Wellness & Well-being Highlights
Week of July 3, 2023
This week’s edition of our Worker Wellness & Well-being blog consists of topics from how poverty negatively impacts a child’s brain to the benefits of hypnotherapy to the recent US Supreme Court’s rulings on colleges & affirmative action and student debt relief. Today, I wish to shed some light on the issue of the “graying” of America. This week I include no less than 4 articles touching on aspects of how grandparents’ duties have changed over the past couple of decades. In addition, why some people into their 80s choose to continue to work. Addressing the former, I have made it no secret in this weekly blog the extent of our country’s opioids crisis.
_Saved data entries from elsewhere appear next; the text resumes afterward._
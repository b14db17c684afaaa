//! Recipe repository for database operations
//!
//! A recipe row owns two association sets, its tag links and its ingredient
//! lines. Mutations write the row and both sets inside one transaction, and
//! updates replace the sets wholesale instead of diffing them.

use sqlx::{PgPool, Postgres, Row, Transaction};
use uuid::Uuid;

use crate::error::{ApiError, ApiResult};
use crate::models::Paging;
use crate::models::recipe::{IngredientLineRequest, IngredientLineResponse, Recipe, RecipeRequest};

/// Filters applied to the recipe listing
#[derive(Debug, Clone, Default)]
pub struct RecipeFilters {
    /// Keep only recipes by this author
    pub author: Option<Uuid>,
    /// Keep only recipes carrying at least one of these tag slugs
    pub tag_slugs: Vec<String>,
    /// Keep only recipes the viewer favorited
    pub only_favorited: bool,
    /// Keep only recipes in the viewer's shopping cart
    pub only_in_cart: bool,
    /// The caller the viewer-relative filters refer to
    pub viewer: Option<Uuid>,
}

const LIST_FILTER: &str = r#"
    ($1::uuid IS NULL OR r.author_id = $1)
    AND (cardinality($2::text[]) = 0 OR EXISTS (
        SELECT 1 FROM recipe_tags rt
        JOIN tags t ON t.id = rt.tag_id
        WHERE rt.recipe_id = r.id AND t.slug = ANY($2)))
    AND (NOT $3::bool OR EXISTS (
        SELECT 1 FROM favorites f
        WHERE f.recipe_id = r.id AND f.user_id = $4))
    AND (NOT $5::bool OR EXISTS (
        SELECT 1 FROM shopping_cart sc
        WHERE sc.recipe_id = r.id AND sc.user_id = $4))
"#;

/// Recipe repository
#[derive(Clone)]
pub struct RecipeRepository {
    pool: PgPool,
}

impl RecipeRepository {
    /// Create a new recipe repository
    pub fn new(pool: PgPool) -> Self {
        Self { pool }
    }

    /// Insert a recipe with its tag links and ingredient lines as one
    /// transaction
    pub async fn create(&self, author_id: Uuid, payload: &RecipeRequest) -> ApiResult<Uuid> {
        let mut tx = self.pool.begin().await?;

        let recipe_id: Uuid = sqlx::query_scalar(
            r#"
            INSERT INTO recipes (author_id, name, image, text, cooking_time)
            VALUES ($1, $2, $3, $4, $5)
            RETURNING id
            "#,
        )
        .bind(author_id)
        .bind(&payload.name)
        .bind(&payload.image)
        .bind(&payload.text)
        .bind(payload.cooking_time)
        .fetch_one(&mut *tx)
        .await?;

        Self::link_tags(&mut tx, recipe_id, &payload.tags).await?;
        Self::insert_lines(&mut tx, recipe_id, &payload.ingredients).await?;

        tx.commit().await?;

        Ok(recipe_id)
    }

    /// Replace the recipe's scalar fields and both association sets as one
    /// transaction
    pub async fn replace(&self, recipe_id: Uuid, payload: &RecipeRequest) -> ApiResult<()> {
        let mut tx = self.pool.begin().await?;

        sqlx::query(
            r#"
            UPDATE recipes
            SET name = $1, image = $2, text = $3, cooking_time = $4
            WHERE id = $5
            "#,
        )
        .bind(&payload.name)
        .bind(&payload.image)
        .bind(&payload.text)
        .bind(payload.cooking_time)
        .bind(recipe_id)
        .execute(&mut *tx)
        .await?;

        sqlx::query("DELETE FROM recipe_tags WHERE recipe_id = $1")
            .bind(recipe_id)
            .execute(&mut *tx)
            .await?;
        sqlx::query("DELETE FROM recipe_ingredients WHERE recipe_id = $1")
            .bind(recipe_id)
            .execute(&mut *tx)
            .await?;

        Self::link_tags(&mut tx, recipe_id, &payload.tags).await?;
        Self::insert_lines(&mut tx, recipe_id, &payload.ingredients).await?;

        tx.commit().await?;

        Ok(())
    }

    async fn link_tags(
        tx: &mut Transaction<'_, Postgres>,
        recipe_id: Uuid,
        tag_ids: &[Uuid],
    ) -> ApiResult<()> {
        sqlx::query(
            r#"
            INSERT INTO recipe_tags (recipe_id, tag_id)
            SELECT $1, t.tag_id FROM UNNEST($2::uuid[]) AS t(tag_id)
            "#,
        )
        .bind(recipe_id)
        .bind(tag_ids)
        .execute(&mut **tx)
        .await
        .map_err(remap_tag_violation)?;

        Ok(())
    }

    async fn insert_lines(
        tx: &mut Transaction<'_, Postgres>,
        recipe_id: Uuid,
        lines: &[IngredientLineRequest],
    ) -> ApiResult<()> {
        let ingredient_ids: Vec<Uuid> = lines.iter().map(|line| line.id).collect();
        let amounts: Vec<i32> = lines.iter().map(|line| line.amount).collect();

        sqlx::query(
            r#"
            INSERT INTO recipe_ingredients (recipe_id, ingredient_id, amount)
            SELECT $1, line.ingredient_id, line.amount
            FROM UNNEST($2::uuid[], $3::int4[]) AS line(ingredient_id, amount)
            "#,
        )
        .bind(recipe_id)
        .bind(&ingredient_ids)
        .bind(&amounts)
        .execute(&mut **tx)
        .await
        .map_err(remap_line_violation)?;

        Ok(())
    }

    /// Find a recipe by ID
    pub async fn find_by_id(&self, id: Uuid) -> ApiResult<Option<Recipe>> {
        let recipe = sqlx::query_as::<_, Recipe>(
            r#"
            SELECT id, author_id, name, image, text, cooking_time, pub_date
            FROM recipes
            WHERE id = $1
            "#,
        )
        .bind(id)
        .fetch_optional(&self.pool)
        .await?;

        Ok(recipe)
    }

    /// Whether a recipe with this ID exists
    pub async fn exists(&self, id: Uuid) -> ApiResult<bool> {
        let exists: bool = sqlx::query_scalar("SELECT EXISTS(SELECT 1 FROM recipes WHERE id = $1)")
            .bind(id)
            .fetch_one(&self.pool)
            .await?;

        Ok(exists)
    }

    /// Delete a recipe; association rows go with it
    pub async fn delete(&self, id: Uuid) -> ApiResult<bool> {
        let result = sqlx::query("DELETE FROM recipes WHERE id = $1")
            .bind(id)
            .execute(&self.pool)
            .await?;

        Ok(result.rows_affected() > 0)
    }

    /// Get recipes with filtering and pagination, newest first
    pub async fn list(
        &self,
        filters: &RecipeFilters,
        paging: Paging,
    ) -> ApiResult<(Vec<Recipe>, i64)> {
        let sql = format!(
            r#"
            SELECT r.id, r.author_id, r.name, r.image, r.text, r.cooking_time, r.pub_date
            FROM recipes r
            WHERE {LIST_FILTER}
            ORDER BY r.pub_date DESC
            LIMIT $6 OFFSET $7
            "#
        );
        let recipes = sqlx::query_as::<_, Recipe>(&sql)
            .bind(filters.author)
            .bind(&filters.tag_slugs)
            .bind(filters.only_favorited)
            .bind(filters.viewer)
            .bind(filters.only_in_cart)
            .bind(i64::from(paging.limit))
            .bind(paging.offset)
            .fetch_all(&self.pool)
            .await?;

        let count_sql = format!("SELECT COUNT(*) FROM recipes r WHERE {LIST_FILTER}");
        let total: i64 = sqlx::query_scalar(&count_sql)
            .bind(filters.author)
            .bind(&filters.tag_slugs)
            .bind(filters.only_favorited)
            .bind(filters.viewer)
            .bind(filters.only_in_cart)
            .fetch_one(&self.pool)
            .await?;

        Ok((recipes, total))
    }

    /// Resolved ingredient lines for each of the given recipes
    pub async fn lines_for(
        &self,
        recipe_ids: &[Uuid],
    ) -> ApiResult<Vec<(Uuid, IngredientLineResponse)>> {
        let rows = sqlx::query(
            r#"
            SELECT ri.recipe_id, i.id, i.name, i.measurement_unit, ri.amount
            FROM recipe_ingredients ri
            JOIN ingredients i ON i.id = ri.ingredient_id
            WHERE ri.recipe_id = ANY($1)
            ORDER BY i.name
            "#,
        )
        .bind(recipe_ids)
        .fetch_all(&self.pool)
        .await?;

        let lines = rows
            .into_iter()
            .map(|row| {
                (
                    row.get("recipe_id"),
                    IngredientLineResponse {
                        id: row.get("id"),
                        name: row.get("name"),
                        measurement_unit: row.get("measurement_unit"),
                        amount: row.get("amount"),
                    },
                )
            })
            .collect();

        Ok(lines)
    }

    /// Every recipe by the given authors, newest first
    pub async fn by_authors(&self, author_ids: &[Uuid]) -> ApiResult<Vec<Recipe>> {
        let recipes = sqlx::query_as::<_, Recipe>(
            r#"
            SELECT id, author_id, name, image, text, cooking_time, pub_date
            FROM recipes
            WHERE author_id = ANY($1)
            ORDER BY pub_date DESC
            "#,
        )
        .bind(author_ids)
        .fetch_all(&self.pool)
        .await?;

        Ok(recipes)
    }

    /// Recipe counts per author
    pub async fn count_by_authors(&self, author_ids: &[Uuid]) -> ApiResult<Vec<(Uuid, i64)>> {
        let rows = sqlx::query(
            r#"
            SELECT author_id, COUNT(*) AS total
            FROM recipes
            WHERE author_id = ANY($1)
            GROUP BY author_id
            "#,
        )
        .bind(author_ids)
        .fetch_all(&self.pool)
        .await?;

        let counts = rows
            .into_iter()
            .map(|row| (row.get("author_id"), row.get("total")))
            .collect();

        Ok(counts)
    }
}

/// Race window between reference validation and the insert: attribute
/// constraint breakage to the tags field
fn remap_tag_violation(err: sqlx::Error) -> ApiError {
    if let sqlx::Error::Database(db) = &err {
        if db.is_unique_violation() {
            return ApiError::DuplicateEntry { field: "tags" };
        }
        if db.is_foreign_key_violation() {
            return ApiError::InvalidField {
                field: "tags",
                message: "Tag does not exist".to_string(),
            };
        }
    }

    ApiError::Database(err)
}

/// Same as [`remap_tag_violation`], for the ingredient lines
fn remap_line_violation(err: sqlx::Error) -> ApiError {
    if let sqlx::Error::Database(db) = &err {
        if db.is_unique_violation() {
            return ApiError::DuplicateEntry {
                field: "ingredients",
            };
        }
        if db.is_foreign_key_violation() {
            return ApiError::InvalidField {
                field: "ingredients",
                message: "Ingredient does not exist".to_string(),
            };
        }
    }

    ApiError::Database(err)
}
One consequence is that more and more grandparents—who once viewed their retirement years as time for worldly travels, rest, and relaxation—are now stepping up to fill in as parents to their grandchildren. Far too many parents in the 25-54 year range have lost their lives to what I referred to as a “pandemic” long before we knew what COVID-19 was. With respect to the latter, on one hand, the instability of global markets, climate change, epidemics, and a lack of defined pension plans in most workplaces in the past 3 decades have been cause for many older Americans not having sufficient funds to live comfortably in retirement. Thus, finding PT work in retirement is a means of survival vs a need to feed a hobby. While, on the other hand, there are those of us who are able to seek opportunities to contribute. Beyond the ultruism of paying it forward, research suggests that staying active (i.e., consulting, volunteering, etc.) builds/maintains social connections which can help stave off loneliness and early death. With an apparent worker shortage, it seems to make sense for firms to recruit and accommodate retirees to assist in filling in the gaps. To this end, retirees can offer more than institutional knowledge…they can also serve as role models. As my dear friend Dr Doug Swanson recently remarked, “This is the first time in US history that we have 5 generations in the workforce at the same time.” To me, that sounds less like a death knell and more like opportunity knocking!